Achievements and titles
- Paralympic finals: 1992 Summer Paralympics: – Gold; 1996 Summer Paralympics:– Gold; 2000 Summer Paralympics: – Gold; 2004 Summer Paralympics: – Bronze;

= Marni Abbott-Peter =

Canadian wheelchair basketball player

Marni Abbott-Peter (born October 11, 1965) is a Canadian retired wheelchair basketball player and current head coach of the Canadian senior women's wheelchair basketball team. As a member of Team Canada, she won three gold medals and one bronze during the Paralympic Games as well as four World Championship titles. She was inducted into the Canadian Paralympic Committee Hall of Fame in 2015. She is married to fellow Paralympic athlete Richard Peter.

==Early life==
Born in Nelson, British Columbia, Abbott-Peter grew up in the Kootenays region of British Columbia, beside skier Nancy Greene Raine who inspired her to begin skiing. Although Raine would later move away, both Abbott-Peter and her brother partook in skiing lessons.

==Career==
Abbott-Peter sustained a spinal cord injury as a teenager while she was downhill skiing. As she was recovering, Abbott-Peter met Paralympic athlete Rick Hansen who introduced her to wheelchair sports.

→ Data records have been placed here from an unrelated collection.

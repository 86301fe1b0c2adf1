//! Built-in worker strategies.

mod polling;

pub use polling::PollingStrategy;
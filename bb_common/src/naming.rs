//! Config keys and the output-log filename convention.
//!
//! Output logs are named `<config_name>_p<P>_c<C>_s<S>_i<I>[_r<R>].<ext>`.
//! When logs are analyzed without explicit metadata, the run shape is
//! recovered from the file name alone, so parsing is deliberately lenient:
//! tokens are recognized by their first letter, letters inside a token are
//! stripped before the integer parse, and anything unparsable becomes 0.

use crate::consts::{KEY_SEPARATOR, LOG_EXTENSION};
use serde::Serialize;
use std::fmt;
use std::path::{Path, PathBuf};

/// Normalized identifier used to group repeated runs of one configuration.
#[derive(Debug, Clone, Copy, PartialEq, Eq, Hash, PartialOrd, Ord, Default, Serialize)]
pub struct ConfigKey {
    /// Producer thread count.
    pub producers: u32,
    /// Consumer thread count.
    pub consumers: u32,
    /// Buffer slot count.
    pub slots: u32,
    /// Number of input items.
    pub items: u32,
}

impl ConfigKey {
    /// Build a key from the four grouping integers.
    pub const fn new(producers: u32, consumers: u32, slots: u32, items: u32) -> Self {
        Self {
            producers,
            consumers,
            slots,
            items,
        }
    }
}

impl fmt::Display for ConfigKey {
    fn fmt(&self, f: &mut fmt::Formatter<'_>) -> fmt::Result {
        write!(
            f,
            "p{}_c{}_s{}_i{}",
            self.producers, self.consumers, self.slots, self.items
        )
    }
}

/// Run shape recovered from a key string or a log filename.
#[derive(Debug, Clone, Copy, PartialEq, Eq, Default)]
pub struct LogFileMeta {
    /// Producer count (`p` token).
    pub producers: u32,
    /// Consumer count (`c` token).
    pub consumers: u32,
    /// Slot count (`s` token).
    pub slots: u32,
    /// Expected item count (`i` token).
    pub items: u32,
    /// Run number (`r` token), 0 when absent.
    pub run: u32,
}

impl LogFileMeta {
    /// The grouping key for this run.
    pub const fn key(&self) -> ConfigKey {
        ConfigKey::new(self.producers, self.consumers, self.slots, self.items)
    }
}

/// Strip ASCII letters from a token and parse what remains; 0 on failure.
pub fn token_to_int(token: &str) -> u32 {
    let digits: String = token.chars().filter(|c| !c.is_ascii_alphabetic()).collect();
    digits.parse().unwrap_or(0)
}

/// Parse the key part of a name (everything after the config name).
pub fn parse_key(key: &str) -> LogFileMeta {
    let mut meta = LogFileMeta::default();
    for part in key.split(KEY_SEPARATOR) {
        match part.chars().next() {
            Some('p') => meta.producers = token_to_int(part),
            Some('c') => meta.consumers = token_to_int(part),
            Some('s') => meta.slots = token_to_int(part),
            Some('i') => meta.items = token_to_int(part),
            Some('r') => meta.run = token_to_int(part),
            _ => {}
        }
    }
    meta
}

/// Recover run metadata from a log path.
///
/// The file stem is lower-cased and its first `_`-separated token (the
/// config name) is dropped before the key tokens are parsed.
pub fn meta_from_path(path: &Path) -> LogFileMeta {
    let stem = path
        .file_stem()
        .map(|s| s.to_string_lossy().to_lowercase())
        .unwrap_or_default();
    match stem.split_once(KEY_SEPARATOR) {
        Some((_name, key)) => parse_key(key),
        None => LogFileMeta::default(),
    }
}

/// `<name>_<key>`, the common stem of input and output files.
pub fn name_and_key(name: &str, key: &ConfigKey) -> String {
    format!("{name}{KEY_SEPARATOR}{key}")
}

/// Input file path for a configuration: `<dir>/<name>_<key>.txt`.
pub fn input_path(dir: &Path, name: &str, key: &ConfigKey) -> PathBuf {
    dir.join(format!("{}.{LOG_EXTENSION}", name_and_key(name, key)))
}

/// Output log path for one run: `<dir>/<name>_<key>_r<run>.txt`.
pub fn output_path(dir: &Path, name: &str, key: &ConfigKey, run: u32) -> PathBuf {
    dir.join(format!(
        "{}{KEY_SEPARATOR}r{run}.{LOG_EXTENSION}",
        name_and_key(name, key)
    ))
}

#[cfg(test)]
mod tests {
    use super::*;

    #[test]
    fn key_display() {
        assert_eq!(ConfigKey::new(3, 1, 10, 100).to_string(), "p3_c1_s10_i100");
    }

    #[test]
    fn token_strips_letters() {
        assert_eq!(token_to_int("p3"), 3);
        assert_eq!(token_to_int("prod12"), 12);
        assert_eq!(token_to_int("i100x"), 100);
        assert_eq!(token_to_int("s"), 0);
        assert_eq!(token_to_int("c1-2"), 0);
    }

    #[test]
    fn parse_key_by_first_letter() {
        let meta = parse_key("prod4_cons2_slots7_items57_run3");
        assert_eq!(
            meta,
            LogFileMeta {
                producers: 4,
                consumers: 2,
                slots: 7,
                items: 57,
                run: 3
            }
        );
    }

    #[test]
    fn meta_from_output_path() {
        let path = Path::new("output/Grade-Sample01_p3_c1_s7_i57_r2.txt");
        let meta = meta_from_path(path);
        assert_eq!(meta.key(), ConfigKey::new(3, 1, 7, 57));
        assert_eq!(meta.run, 2);
    }

    #[test]
    fn meta_without_run_token() {
        let meta = meta_from_path(Path::new("CMD-LINE_p2_c2_s5_i10.txt"));
        assert_eq!(meta.key(), ConfigKey::new(2, 2, 5, 10));
        assert_eq!(meta.run, 0);
    }

    #[test]
    fn meta_is_case_insensitive() {
        let meta = meta_from_path(Path::new("NAME_P3_C1_S10_I100_R1.TXT"));
        assert_eq!(meta.key(), ConfigKey::new(3, 1, 10, 100));
        assert_eq!(meta.run, 1);
    }

    #[test]
    fn meta_unstructured_name_is_zero() {
        assert_eq!(meta_from_path(Path::new("random.txt")), LogFileMeta::default());
    }

    #[test]
    fn paths_follow_convention() {
        let key = ConfigKey::new(3, 1, 10, 100);
        assert_eq!(
            input_path(Path::new("input"), "CMD-LINE", &key),
            PathBuf::from("input/CMD-LINE_p3_c1_s10_i100.txt")
        );
        assert_eq!(
            output_path(Path::new("output"), "CMD-LINE", &key, 4),
            PathBuf::from("output/CMD-LINE_p3_c1_s10_i100_r4.txt")
        );
    }

    #[test]
    fn output_path_round_trips_through_meta() {
        let key = ConfigKey::new(5, 3, 2, 1000);
        let meta = meta_from_path(&output_path(Path::new("out"), "X", &key, 9));
        assert_eq!(meta.key(), key);
        assert_eq!(meta.run, 9);
    }
}
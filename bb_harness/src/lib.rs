//! # Bounded-Buffer Harness Library
//!
//! Drives producer/consumer runs over the shared circular buffer, analyzes
//! the resulting output logs and grades them.
//!
//! # Module Structure
//!
//! - [`orchestrator`] - One run: input file, worker threads, watchdog, log
//! - [`lifecycle`] - Run state machine (created → running → closed)
//! - [`watchdog`] - Timeout and interrupt supervision of a run
//! - [`analyzer`] - Offline analysis of one output log
//! - [`aggregator`] - Config registry and per-config run totals
//! - [`report`] - Text reports, sample score and JSON stats
//! - [`session`] - Run sweeps and analyze-only sessions
//! - [`pattern`] - Wildcard file selection for analyze-only mode
//! - [`error`] - Harness error type
//!
//! # Architecture
//!
//! ```text
//! ┌──────────────────────────────────────────────────────────────┐
//! │                          bb_harness                          │
//! │  ┌──────────────┐   ┌────────────────┐   ┌───────────────┐   │
//! │  │   session    │──►│  orchestrator  │──►│   bb_buffer   │   │
//! │  │ (sweep loop) │   │ (threads, log) │   │ (buffer, locks│   │
//! │  └──────┬───────┘   └───────┬────────┘   │  strategies)  │   │
//! │         │                   │ watchdog   └───────────────┘   │
//! │         ▼                   ▼                                │
//! │  ┌──────────────┐   ┌────────────────┐   ┌───────────────┐   │
//! │  │  aggregator  │◄──│    analyzer    │   │    report     │   │
//! │  │  (registry)  │──────────────────────►│ (text, score) │   │
//! │  └──────────────┘   └────────────────┘   └───────────────┘   │
//! └──────────────────────────────────────────────────────────────┘
//! ```

pub mod aggregator;
pub mod analyzer;
pub mod error;
pub mod lifecycle;
pub mod orchestrator;
pub mod pattern;
pub mod report;
pub mod session;
pub mod watchdog;

// Re-export key types for convenience
pub use crate::aggregator::{ConfigGroup, ConfigRegistry, RunResult};
pub use crate::analyzer::RunAnalysis;
pub use crate::error::{HarnessError, HarnessResult};
pub use crate::orchestrator::{RunOrchestrator, RunOutcome};
pub use crate::report::{SampleScore, StatsReport};
pub use crate::session::SweepOptions;
pub use crate::watchdog::KillReason;
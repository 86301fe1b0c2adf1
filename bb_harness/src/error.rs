//! Harness error type.
//!
//! Configuration faults abort before any run starts. Everything a single run
//! can hit (worker I/O, panics, a failed sentinel write) is recorded on the
//! run instead of being returned through here.

use bb_buffer::{BufferError, WorkerError};
use bb_common::config::ConfigError;
use std::path::{Path, PathBuf};
use thiserror::Error;

/// Errors that abort a harness operation.
#[derive(Debug, Error)]
pub enum HarnessError {
    /// Bad settings file, grade file, CLI value or config name.
    #[error(transparent)]
    Config(#[from] ConfigError),

    /// File or directory access failed.
    #[error("I/O error on {}: {source}", path.display())]
    Io {
        path: PathBuf,
        #[source]
        source: std::io::Error,
    },

    /// A worker could not be set up for a run.
    #[error(transparent)]
    Worker(#[from] WorkerError),

    /// The run buffer could not be created.
    #[error(transparent)]
    Buffer(#[from] BufferError),

    /// A run lifecycle transition was rejected.
    #[error("run lifecycle violation: {0}")]
    Lifecycle(String),

    /// Statistics could not be serialized.
    #[error("failed to serialize statistics: {0}")]
    Json(#[from] serde_json::Error),
}

impl HarnessError {
    pub fn io(path: impl AsRef<Path>, source: std::io::Error) -> Self {
        Self::Io {
            path: path.as_ref().to_path_buf(),
            source,
        }
    }
}

/// Result type alias for harness operations.
pub type HarnessResult<T> = Result<T, HarnessError>;
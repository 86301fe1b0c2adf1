//! Sweeps and analyze-only sessions, including the rendered reports.

use bb_buffer::StrategyRegistry;
use bb_common::config::{OooTarget, RunConfig, parse_grade_configs};
use bb_harness::report::{SampleScore, StatsReport};
use bb_harness::session::{self, SweepOptions};
use bb_harness::{HarnessError, RunOrchestrator, pattern};
use std::fs;
use std::path::Path;
use std::time::Duration;

fn orchestrator() -> RunOrchestrator {
    let registry = StrategyRegistry::with_builtin();
    RunOrchestrator::new(
        registry.create("yield").unwrap(),
        registry.create("yield").unwrap(),
    )
}

fn options(root: &Path, runs: u32) -> SweepOptions {
    SweepOptions {
        runs,
        input_dir: root.join("input"),
        output_dir: root.join("output"),
        target: OooTarget::new(5.0).unwrap(),
    }
}

#[test]
fn sweep_runs_every_config_and_reports() {
    let dir = tempfile::tempdir().unwrap();
    let configs = parse_grade_configs(
        "# two small configs\nSmall 2 1 4 40 30\n\nWide  1 3 8 60 30\n",
    )
    .unwrap();

    let mut out = Vec::new();
    let registry =
        session::run_configs(&orchestrator(), configs, &options(dir.path(), 2), &mut out).unwrap();
    let text = String::from_utf8(out).unwrap();

    assert_eq!(registry.len(), 2);
    for group in registry.groups() {
        assert_eq!(group.runs().len(), 2);
        assert_eq!(group.total().missing.count, 0);
        assert_eq!(group.total().duplicates.count, 0);
        assert_eq!(group.total().killed.count, 0);
    }
    assert_eq!(registry.overall().runs, 4);

    assert!(text.contains("> Small <   (run 1)"));
    assert!(text.contains("> Wide <   (run 2)"));
    assert!(text.contains("Config 'Small' Summary:"));
    assert!(dir.path().join("input/Small_p2_c1_s4_i40.txt").is_file());
    assert!(dir.path().join("output/Wide_p1_c3_s8_i60_r2.txt").is_file());

    let report = session::final_report(&registry, OooTarget::new(5.0).unwrap(), true, "lab");
    assert!(report.contains("Overall Results"));
    assert!(report.contains("Grade of the analyzed test runs in lab"));
    assert!(report.contains("Used Target OOO =  5.00%."));
    assert!(!report.contains("override this target"));

    let score = SampleScore::from_stats(&registry.overall(), 5.0).unwrap();
    assert_eq!(score.available(), 100);
    assert!(score.total() >= 70.0);
}

#[test]
fn duplicate_config_aborts_before_any_run() {
    let dir = tempfile::tempdir().unwrap();
    let timeout = Duration::from_secs(1);
    let configs = vec![
        RunConfig::new("First", 1, 1, 4, 10, timeout),
        RunConfig::new("Second", 1, 1, 4, 10, timeout),
    ];

    let mut out = Vec::new();
    let err = session::run_configs(&orchestrator(), configs, &options(dir.path(), 1), &mut out)
        .unwrap_err();
    assert!(matches!(err, HarnessError::Config(_)));
    assert!(out.is_empty());
    assert!(!dir.path().join("input").exists());
    assert!(!dir.path().join("output").exists());
}

#[test]
fn pending_interrupt_skips_remaining_runs() {
    let dir = tempfile::tempdir().unwrap();
    let configs = vec![RunConfig::new("Skip", 1, 1, 4, 10, Duration::from_secs(5))];
    let orch = orchestrator();
    orch.interrupt_flag()
        .store(true, std::sync::atomic::Ordering::SeqCst);

    let mut out = Vec::new();
    let registry = session::run_configs(&orch, configs, &options(dir.path(), 3), &mut out).unwrap();
    assert_eq!(registry.len(), 1);
    assert_eq!(registry.overall().runs, 0);
}

#[test]
fn analyze_only_groups_logs_by_filename() {
    let dir = tempfile::tempdir().unwrap();
    let out_dir = dir.path().join("output");
    fs::create_dir(&out_dir).unwrap();
    fs::write(out_dir.join("A_p2_c1_s5_i3_r1.txt"), "1\t1\t1\n3\t2\t1\n2\t1\t1\n").unwrap();
    fs::write(out_dir.join("A_p2_c1_s5_i3_r2.txt"), "1\t1\t1\n2\t2\t1\n-1\t-1\t-1\n").unwrap();
    fs::write(out_dir.join("B_p1_c1_s5_i2_r1.txt"), "2\t1\t1\n1\t1\t1\n").unwrap();

    let files = pattern::expand(&format!("{}/*", out_dir.display())).unwrap();
    assert_eq!(files.len(), 3);

    let mut out = Vec::new();
    let target = OooTarget::new(10.0).unwrap();
    let registry =
        session::analyze_files(files, Duration::from_secs(2), target, &mut out).unwrap();
    let text = String::from_utf8(out).unwrap();

    assert_eq!(registry.len(), 2);
    let names: Vec<_> = registry.groups().map(|g| g.config().name.clone()).collect();
    assert!(names.contains(&"CONFIG-1".to_string()));
    assert!(names.contains(&"CONFIG-2".to_string()));

    let overall = registry.overall();
    assert_eq!(overall.runs, 3);
    assert_eq!(overall.killed.count, 1);
    assert_eq!(overall.missing.count, 1);
    assert!(text.contains("Partial data, run terminated."));

    let json = StatsReport::new(&registry, target.percent()).to_json().unwrap();
    let value: serde_json::Value = serde_json::from_str(&json).unwrap();
    assert_eq!(value["configs"].as_array().unwrap().len(), 2);
    assert_eq!(value["overall"]["runs"], 3);
}

#[test]
fn unreadable_log_is_skipped() {
    let dir = tempfile::tempdir().unwrap();
    let present = dir.path().join("C_p1_c1_s2_i1_r1.txt");
    fs::write(&present, "1\t1\t1\n").unwrap();
    let files = vec![present, dir.path().join("C_p1_c1_s2_i1_r2.txt")];

    let mut out = Vec::new();
    let registry = session::analyze_files(
        files,
        Duration::from_secs(2),
        OooTarget::default(),
        &mut out,
    )
    .unwrap();
    assert_eq!(registry.overall().runs, 1);
}

#[test]
fn failed_run_is_skipped_and_sweep_continues() {
    let dir = tempfile::tempdir().unwrap();
    let opts = options(dir.path(), 2);
    // A directory where the first log should go makes that run fail to start.
    fs::create_dir_all(opts.output_dir.join("Bad_p1_c1_s4_i10_r1.txt")).unwrap();

    let timeout = Duration::from_secs(5);
    let configs = vec![
        RunConfig::new("Bad", 1, 1, 4, 10, timeout),
        RunConfig::new("Good", 2, 1, 4, 20, timeout),
    ];

    let mut out = Vec::new();
    let registry = session::run_configs(&orchestrator(), configs, &opts, &mut out).unwrap();
    let text = String::from_utf8(out).unwrap();

    let runs: Vec<(String, usize)> = registry
        .groups()
        .map(|g| (g.config().name.clone(), g.runs().len()))
        .collect();
    assert!(runs.contains(&("Bad".to_string(), 1)));
    assert!(runs.contains(&("Good".to_string(), 2)));
    assert_eq!(registry.overall().runs, 3);
    assert!(text.contains("Config 'Good' Summary:"));
    assert!(dir.path().join("output/Bad_p1_c1_s4_i10_r2.txt").is_file());
}
//! Polling producer/consumer strategy.
//!
//! Full and empty buffers are waited out by polling, re-checking `KILL` on
//! every iteration. The two built-in variants differ only in what one
//! iteration of waiting does.

use crate::buffer::Entry;
use crate::error::WorkerError;
use crate::worker::{Role, WorkerContext, WorkerReport, WorkerStrategy};
use tracing::{debug, trace};

/// Strategy that polls the buffer state between waits.
#[derive(Debug, Clone, Copy)]
pub struct PollingStrategy {
    name: &'static str,
    description: &'static str,
    wait: fn(),
}

impl PollingStrategy {
    /// Busy-wait with a CPU spin hint.
    pub fn spin() -> Self {
        Self {
            name: "spin",
            description: "busy-wait on full/empty with a spin-loop hint",
            wait: std::hint::spin_loop,
        }
    }

    /// Give up the time slice while waiting.
    pub fn yielding() -> Self {
        Self {
            name: "yield",
            description: "yield the thread on full/empty",
            wait: std::thread::yield_now,
        }
    }
}

impl WorkerStrategy for PollingStrategy {
    fn name(&self) -> &'static str {
        self.name
    }

    fn description(&self) -> &'static str {
        self.description
    }

    fn produce(&self, id: u32, ctx: &WorkerContext<'_>) -> Result<WorkerReport, WorkerError> {
        let flags = ctx.buffer.flags();
        let mut items = 0u64;
        debug!("Producer {} started ({})", id, self.name);

        'work: while !flags.is_killed() {
            let next = ctx
                .locks
                .input
                .lock()
                .next_item()
                .map_err(|source| WorkerError::InputIo { id, source })?;
            let Some(item) = next else {
                break;
            };

            let _region = ctx.locks.insert.lock();
            while ctx.buffer.is_full() {
                if flags.is_killed() {
                    trace!("Producer {} dropped item {} on kill", id, item);
                    break 'work;
                }
                (self.wait)();
            }
            ctx.buffer.put(Entry::new(item, id));
            items += 1;
        }

        debug!("Producer {} finished after {} items", id, items);
        Ok(WorkerReport {
            role: Role::Producer,
            id,
            items,
        })
    }

    fn consume(&self, id: u32, ctx: &WorkerContext<'_>) -> Result<WorkerReport, WorkerError> {
        let flags = ctx.buffer.flags();
        let mut items = 0u64;
        debug!("Consumer {} started ({})", id, self.name);

        while !flags.is_killed() {
            let taken = {
                let _region = ctx.locks.remove.lock();
                loop {
                    if !ctx.buffer.is_empty() {
                        break Some(ctx.buffer.take());
                    }
                    if flags.is_killed() {
                        break None;
                    }
                    // A producer may have inserted between the emptiness
                    // check and reading the flag.
                    if flags.producers_done() && ctx.buffer.is_empty() {
                        break None;
                    }
                    (self.wait)();
                }
            };
            let Some(entry) = taken else {
                break;
            };

            ctx.locks
                .output
                .lock()
                .append(entry.item, entry.producer, id)
                .map_err(|source| WorkerError::OutputIo { id, source })?;
            items += 1;
        }

        debug!("Consumer {} finished after {} items", id, items);
        Ok(WorkerReport {
            role: Role::Consumer,
            id,
            items,
        })
    }
}

#[cfg(test)]
mod tests {
    use super::*;
    use crate::buffer::BoundedBuffer;
    use crate::locks::{InputStream, LockSet, OutputLog};
    use std::io;

    #[test]
    fn producer_stops_at_end_of_input() {
        let buffer = BoundedBuffer::new(8).unwrap();
        let locks = LockSet::new(InputStream::sequence(5), OutputLog::new(io::sink()));
        let ctx = WorkerContext::new(&buffer, &locks);

        let report = PollingStrategy::spin().produce(2, &ctx).unwrap();
        assert_eq!(report.items, 5);
        assert_eq!(report.role, Role::Producer);
        assert_eq!(buffer.len(), 5);
        assert_eq!(buffer.take(), Entry::new(1, 2));
    }

    #[test]
    fn consumer_drains_after_producers_done() {
        let buffer = BoundedBuffer::new(8).unwrap();
        let locks = LockSet::new(InputStream::sequence(3), OutputLog::new(io::sink()));
        let ctx = WorkerContext::new(&buffer, &locks);

        PollingStrategy::yielding().produce(1, &ctx).unwrap();
        buffer.flags().set_producers_done();
        let report = PollingStrategy::yielding().consume(4, &ctx).unwrap();
        assert_eq!(report.items, 3);
        assert!(buffer.is_empty());
        assert_eq!(locks.output.lock().records(), 3);
    }

    #[test]
    fn full_buffer_producer_exits_on_kill() {
        let buffer = BoundedBuffer::new(1).unwrap();
        buffer.flags().request_kill();
        let locks = LockSet::new(InputStream::sequence(3), OutputLog::new(io::sink()));
        let ctx = WorkerContext::new(&buffer, &locks);

        let report = PollingStrategy::spin().produce(1, &ctx).unwrap();
        assert_eq!(report.items, 0);
    }

    #[test]
    fn closed_output_is_a_worker_fault() {
        let buffer = BoundedBuffer::new(4).unwrap();
        let mut log = OutputLog::new(io::sink());
        log.close().unwrap();
        let locks = LockSet::new(InputStream::sequence(1), log);
        let ctx = WorkerContext::new(&buffer, &locks);

        PollingStrategy::spin().produce(1, &ctx).unwrap();
        buffer.flags().set_producers_done();
        let err = PollingStrategy::spin().consume(1, &ctx).unwrap_err();
        assert!(matches!(err, WorkerError::OutputIo { id: 1, .. }));
    }
}
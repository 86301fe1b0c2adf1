//! Harness-wide defaults.
//!
//! Single source of truth for the default run shape and on-disk layout.

/// Default number of producer threads.
pub const DEFAULT_PRODUCERS: u32 = 3;

/// Default number of consumer threads.
pub const DEFAULT_CONSUMERS: u32 = 1;

/// Default number of buffer slots.
pub const DEFAULT_SLOTS: u32 = 10;

/// Default number of items written to the input file.
pub const DEFAULT_ITEMS: u32 = 100;

/// Default number of runs per configuration.
pub const DEFAULT_RUNS: u32 = 1;

/// Default seconds before the watchdog sets `KILL`.
pub const DEFAULT_TIMEOUT_SECS: f64 = 2.0;

/// Default config name for runs described on the command line.
pub const DEFAULT_CONFIG_NAME: &str = "CMD-LINE";

/// Default grade configuration file.
pub const DEFAULT_GRADE_FILE: &str = "sample_grade_configs.txt";

/// Default analyze-only pattern.
pub const DEFAULT_ANALYZE_PATTERN: &str = "output/*";

/// Default directory for generated input files.
pub const DEFAULT_INPUT_DIR: &str = "input";

/// Default directory for run output logs.
pub const DEFAULT_OUTPUT_DIR: &str = "output";

/// Extension used for input files and output logs.
pub const LOG_EXTENSION: &str = "txt";

/// Separator between config name and key tokens in filenames.
pub const KEY_SEPARATOR: char = '_';

/// Prefix of names generated for configs discovered from log filenames.
pub const DISCOVERED_CONFIG_PREFIX: &str = "CONFIG";

/// Upper bound of the host-derived OOO target, in percent.
pub const OOO_TARGET_CAP: f64 = 40.0;

/// OOO target percent contributed by each available CPU.
pub const OOO_TARGET_PER_CPU: f64 = 4.5;

/// OOO target used when the CPU count cannot be determined.
pub const OOO_TARGET_FALLBACK: f64 = 10.0;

She first began swimming at the Pan American Games, where she won five medals, but soon began playing wheelchair basketball in 1988 and made the Canadian national team in 1992. From 1992 to 2004, Abbott-Peter won three gold medals at the Paralympic Games and three consecutive World Championship titles in wheelchair basketball with Team Canada. In 2003, Abbott-Peter was named Female Athlete of the Year by the BC Wheelchair Sports Association. After briefly retiring in 2004, where she served on the BC Games Society Board and coached, Abbott-Peter won a bronze medal with Team Canada at the 2010 World Championship. In 2007, Abbott-Peter was inducted into the BC Sports Hall of Fame. The following year, Abbott-Peter was inducted into the Wheelchair Basketball Canada Hall of Fame.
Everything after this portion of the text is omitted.